Task instructions
Start with the first line of the data and end with the line that holds "pub struct ChatHttpRequest"; write out each one exactly.
Data extract section start
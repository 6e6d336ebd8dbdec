//! Data transfer objects for `POST /chat`.

use serde::{Deserialize, Serialize};

use crate::domain::conversation::{Message, ToolResult, Usage, WidgetSummary};

/// Request body for `POST /chat`, per spec.md §6.
#[derive(Debug, Clone, Deserialize)]
#[serde(rename_all = "camelCase")]
pub struct ChatHttpRequest {
    pub message: String,
    #[serde(default)]
    pub chat_history: Vec<Message>,
    pub database_path: Option<String>,
    #[serde(default)]
    pub widgets: Vec<WidgetSummary>,
}

/// Successful response body for `POST /chat`.
#[derive(Debug, Clone, Serialize)]
#[serde(rename_all = "camelCase")]
pub struct ChatHttpResponse {
    pub success: bool,
    pub message: String,
    pub usage: Usage,
    pub tool_results: Vec<ToolResult>,
    pub iterations: u32,
    #[serde(skip_serializing_if = "Option::is_none")]
    pub reached_max_iterations: Option<bool>,
}

/// The flat `{"error": "..."}` shape every error response uses (spec.md §6).
#[derive(Debug, Clone, Serialize)]
pub struct ErrorBody {
    pub error: String,
}

impl ErrorBody {
    pub fn new(message: impl Into<String>) -> Self {
        Self { error: message.into() }
    }
}

#[cfg(test)]
mod tests {
    use super::*;

    #[test]
    fn request_deserializes_with_defaults() {
        let json = r#"{"message": "hi"}"#;
        let request: ChatHttpRequest = serde_json::from_str(json).unwrap();
        assert_eq!(request.message, "hi");
        assert!(request.chat_history.is_empty());
        assert!(request.database_path.is_none());
        assert!(request.widgets.is_empty());
    }

    #[test]
    fn error_body_serializes_flat() {
        let body = ErrorBody::new("bad request");
        assert_eq!(serde_json::to_string(&body).unwrap(), r#"{"error":"bad request"}"#);
    }
}
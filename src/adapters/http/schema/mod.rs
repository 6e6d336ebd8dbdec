//! Schema HTTP adapter — `GET /schema`, a thin wrapper over C3 (spec.md §6).

pub mod dto;
pub mod handlers;
pub mod routes;

pub use dto::{SchemaHttpQuery, SchemaHttpResponse};
pub use routes::schema_routes;
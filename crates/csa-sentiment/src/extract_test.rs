use std::sync::atomic::{AtomicU32, Ordering};

use csa_scraper::ScraperError;
use serde_json::json;

use super::*;

const POST_URL: &str = "https://www.instagram.com/p/Cxyz123/";

/// In-memory `CommentSource` that counts calls.
struct FakeSource {
    records: Option<Vec<Value>>,
    calls: AtomicU32,
}

impl FakeSource {
    fn returning(records: Vec<Value>) -> Self {
        Self {
            records: Some(records),
            calls: AtomicU32::new(0),
        }
    }

    fn failing() -> Self {
        Self {
            records: None,
            calls: AtomicU32::new(0),
        }
    }

    fn calls(&self) -> u32 {
        self.calls.load(Ordering::SeqCst)
    }
}

impl CommentSource for FakeSource {
    async fn fetch_records(
        &self,
        _post_url: &str,
        _limits: FetchLimits,
    ) -> Result<Vec<Value>, ScraperError> {
        self.calls.fetch_add(1, Ordering::SeqCst);
        match &self.records {
            Some(records) => Ok(records.clone()),
            None => Err(ScraperError::Exhausted {
                attempts: 3,
                source: Box::new(ScraperError::UnexpectedStatus {
                    status: 504,
                    body: "timeout".to_owned(),
                }),
            }),
        }
    }
}

fn normalize(records: &[Value]) -> (PostInfo, Vec<Comment>) {
    normalize_records("abc".to_owned(), records).expect("expected normalized records")
}

fn comment(username: &str, text: &str) -> Comment {
    Comment {
        username: username.to_owned(),
        text: text.to_owned(),
    }
}

// -----------------------------------------------------------------------
// parse_shortcode
// -----------------------------------------------------------------------

#[test]
fn parse_shortcode_post_url() {
    assert_eq!(
        parse_shortcode("https://www.instagram.com/p/Cxyz123/").unwrap(),
        "Cxyz123"
    );
}

#[test]
fn parse_shortcode_reel_url_with_query() {
    assert_eq!(
        parse_shortcode("https://instagram.com/reel/DA1b2C3?igsh=abc").unwrap(),
        "DA1b2C3"
    );
}

#[test]
fn parse_shortcode_rejects_profile_and_foreign_urls() {
    for url in [
        "https://www.instagram.com/someuser/",
        "https://www.instagram.com/p/",
        "https://example.com/p/abc",
        "not a url",
        "",
    ] {
        let err = parse_shortcode(url).unwrap_err();
        assert!(
            matches!(err, SentimentError::InvalidUrl(ref u) if u == url),
            "expected InvalidUrl for {url:?}, got {err:?}"
        );
    }
}

// -----------------------------------------------------------------------
// extract
// -----------------------------------------------------------------------

#[tokio::test]
async fn extract_rejects_invalid_url_without_calling_source() {
    let source = FakeSource::returning(vec![json!({"text": "hi"})]);
    let result = extract(&source, "https://www.instagram.com/stories/x/1", FetchLimits::default()).await;
    assert!(matches!(result, Err(SentimentError::InvalidUrl(_))));
    assert_eq!(source.calls(), 0);
}

#[tokio::test]
async fn extract_maps_source_failure_to_provider_unavailable() {
    let source = FakeSource::failing();
    let result = extract(&source, POST_URL, FetchLimits::default()).await;
    match result {
        Err(SentimentError::ProviderUnavailable(detail)) => {
            assert!(detail.contains("504"), "detail: {detail}");
        }
        other => panic!("expected ProviderUnavailable, got {other:?}"),
    }
    assert_eq!(source.calls(), 1);
}

#[tokio::test]
async fn extract_reports_empty_response() {
    let source = FakeSource::returning(vec![]);
    let result = extract(&source, POST_URL, FetchLimits::default()).await;
    assert!(matches!(result, Err(SentimentError::EmptyResponse)));
}

#[tokio::test]
async fn extract_returns_shortcode_author_and_comments() {
    let source = FakeSource::returning(vec![
        json!({"ownerUsername": "author", "isCaption": true, "isPostAuthor": true, "text": "caption"}),
        json!({"ownerUsername": "a", "text": "love it"}),
    ]);
    let (post, comments) = extract(&source, POST_URL, FetchLimits::default())
        .await
        .expect("expected extraction");
    assert_eq!(
        post,
        PostInfo {
            username: "author".into(),
            shortcode: "Cxyz123".into()
        }
    );
    assert_eq!(comments, vec![comment("a", "love it")]);
}

// -----------------------------------------------------------------------
// comment collection
// -----------------------------------------------------------------------

#[test]
fn comments_keep_provider_order_across_field_variants() {
    let (_, comments) = normalize(&[
        json!({"ownerUsername": "a", "text": "hi"}),
        json!({"commentText": "bye", "ownerUsername": "b"}),
    ]);
    assert_eq!(comments, vec![comment("a", "hi"), comment("b", "bye")]);
}

#[test]
fn caption_never_counts_as_comment() {
    let (_, comments) = normalize(&[
        json!({"ownerUsername": "brand", "text": "our caption", "isCaption": true}),
        json!({"ownerUsername": "fan", "text": "nice"}),
    ]);
    assert_eq!(comments, vec![comment("fan", "nice")]);
}

#[test]
fn records_without_text_are_skipped() {
    let (_, comments) = normalize(&[
        json!({"postData": {"ownerUsername": "brand"}}),
        json!({"ownerUsername": "ghost"}),
        json!(null),
        json!({"username": "c", "commentText": "third"}),
    ]);
    assert_eq!(comments, vec![comment("c", "third")]);
}

#[test]
fn only_caption_and_metadata_yields_no_comments() {
    let (post, comments) = normalize(&[
        json!({"postData": {"ownerUsername": "brand"}}),
        json!({"ownerUsername": "brand", "text": "caption", "isCaption": true}),
    ]);
    assert_eq!(post.username, "brand");
    assert!(comments.is_empty());
}

// -----------------------------------------------------------------------
// author resolution
// -----------------------------------------------------------------------

#[test]
fn post_data_beats_later_post_author_flag() {
    let (post, _) = normalize(&[
        json!({"postData": {"ownerUsername": "x"}}),
        json!({"isPostAuthor": true, "isVerified": true, "ownerUsername": "y"}),
    ]);
    assert_eq!(post.username, "x");
}

#[test]
fn post_data_beats_earlier_post_author_flag() {
    let (post, _) = normalize(&[
        json!({"isPostAuthor": true, "isVerified": true, "ownerUsername": "y"}),
        json!({"postInfo": {"owner": {"username": "x"}}}),
    ]);
    assert_eq!(post.username, "x");
}

#[test]
fn empty_post_data_ends_search_at_first_record() {
    let (post, _) = normalize(&[
        json!({"postData": {}, "ownerUsername": "first"}),
        json!({"postData": {"ownerUsername": "later"}}),
    ]);
    assert_eq!(post.username, "first");
}

#[test]
fn unusable_post_data_skips_post_author_search() {
    let (post, _) = normalize(&[
        json!({"ownerUsername": "fan", "text": "hi"}),
        json!({"postData": null}),
        json!({"isPostAuthor": true, "isVerified": true, "ownerUsername": "brand"}),
    ]);
    assert_eq!(post.username, "fan");
}

#[test]
fn unusable_post_data_with_unnamed_first_record_uses_flagged_scan() {
    let (post, _) = normalize(&[
        json!({"text": "anonymous"}),
        json!({"postInfo": "not an object"}),
        json!({"isCaption": true, "ownerUsername": "brand"}),
    ]);
    assert_eq!(post.username, "brand");
}

#[test]
fn verified_post_author_used_without_post_data() {
    let (post, _) = normalize(&[
        json!({"ownerUsername": "fan", "text": "first!"}),
        json!({"isPostAuthor": true, "isVerified": true, "ownerUsername": "brand"}),
    ]);
    assert_eq!(post.username, "brand");
}

#[test]
fn post_author_caption_read_through_nested_owner() {
    let (post, _) = normalize(&[
        json!({"ownerUsername": "fan", "text": "first!"}),
        json!({"isPostAuthor": true, "isCaption": true, "owner": {"username": "brand"}}),
    ]);
    assert_eq!(post.username, "brand");
}

#[test]
fn unverified_post_author_alone_falls_back_to_first_record() {
    let (post, _) = normalize(&[
        json!({"ownerUsername": "fan", "text": "first!"}),
        json!({"isPostAuthor": true, "ownerUsername": "brand", "text": "thanks"}),
    ]);
    assert_eq!(post.username, "fan");
}

#[test]
fn first_record_nested_owner_is_used_as_fallback() {
    let (post, _) = normalize(&[
        json!({"owner": {"username": "nested-first"}, "text": "hey"}),
        json!({"ownerUsername": "other", "text": "yo"}),
    ]);
    assert_eq!(post.username, "nested-first");
}

#[test]
fn flagged_record_scan_used_when_chosen_source_has_no_username() {
    let (post, _) = normalize(&[
        json!({"postData": {"likes": 10}}),
        json!({"isCaption": true, "ownerUsername": "brand", "text": "caption"}),
    ]);
    assert_eq!(post.username, "brand");
}

#[test]
fn flagged_scan_skips_flagged_records_without_owner_username() {
    let (post, _) = normalize(&[
        json!({"postData": {"likes": 10}}),
        json!({"isPostAuthor": true, "owner": {"username": "nested-only"}}),
        json!({"isCaption": true, "ownerUsername": "brand"}),
    ]);
    assert_eq!(post.username, "brand");
}

#[test]
fn unknown_when_no_record_names_anyone() {
    let (post, comments) = normalize(&[
        json!({"text": "anonymous"}),
        json!({"commentText": "also anonymous"}),
    ]);
    assert_eq!(post.username, UNKNOWN_USERNAME);
    assert_eq!(
        comments,
        vec![
            comment(UNKNOWN_USERNAME, "anonymous"),
            comment(UNKNOWN_USERNAME, "also anonymous")
        ]
    );
}

#[test]
fn empty_records_are_an_error() {
    let result = normalize_records("abc".to_owned(), &[]);
    assert!(matches!(result, Err(SentimentError::EmptyResponse)));
}
//! Bounded retry for provider calls.
//!
//! The provider is retried immediately, with no delay between attempts; each
//! attempt is already bounded by the HTTP client's timeout.

use std::future::Future;

use crate::error::ScraperError;

/// Total number of provider attempts per request, including the first.
pub const MAX_ATTEMPTS: u32 = 3;

/// Returns `true` if `err` is a transient provider failure worth another attempt.
///
/// Retriable:
/// - [`ScraperError::Http`]: connection failure, timeout, TLS error.
/// - [`ScraperError::UnexpectedStatus`]: any non-2xx answer (rate limits, 5xx,
///   the provider's own run failures).
///
/// Everything else (bad request construction, undecodable body) would fail
/// the same way again and is returned immediately.
fn is_retriable(err: &ScraperError) -> bool {
    matches!(
        err,
        ScraperError::Http(_) | ScraperError::UnexpectedStatus { .. }
    )
}

/// Runs `operation` up to `max_attempts` times, stopping at the first success.
///
/// Non-retriable errors are returned as-is after a single call. When every
/// attempt fails with a retriable error, the last one is wrapped in
/// [`ScraperError::Exhausted`].
pub(crate) async fn retry_bounded<T, F, Fut>(
    max_attempts: u32,
    mut operation: F,
) -> Result<T, ScraperError>
where
    F: FnMut() -> Fut,
    Fut: Future<Output = Result<T, ScraperError>>,
{
    let max_attempts = max_attempts.max(1);
    let mut attempt = 1u32;

    loop {
        match operation().await {
            Ok(value) => return Ok(value),
            Err(err) if !is_retriable(&err) => return Err(err),
            Err(err) => {
                tracing::warn!(
                    attempt,
                    max_attempts,
                    error = %err,
                    "provider attempt failed"
                );
                if attempt >= max_attempts {
                    return Err(ScraperError::Exhausted {
                        attempts: attempt,
                        source: Box::new(err),
                    });
                }
            }
        }
        attempt += 1;
    }
}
Data extract section end
Answer box
repository 6e6d336ebd8dbdec
//! Data transfer objects for `POST /chat`.

use serde::{Deserialize, Serialize};

use crate::domain::conversation::{Message, ToolResult, Usage, WidgetSummary};

/// Request body for `POST /chat`, per spec.md §6.
#[derive(Debug, Clone, Deserialize)]
#[serde(rename_all = "camelCase")]
pub struct ChatHttpRequest {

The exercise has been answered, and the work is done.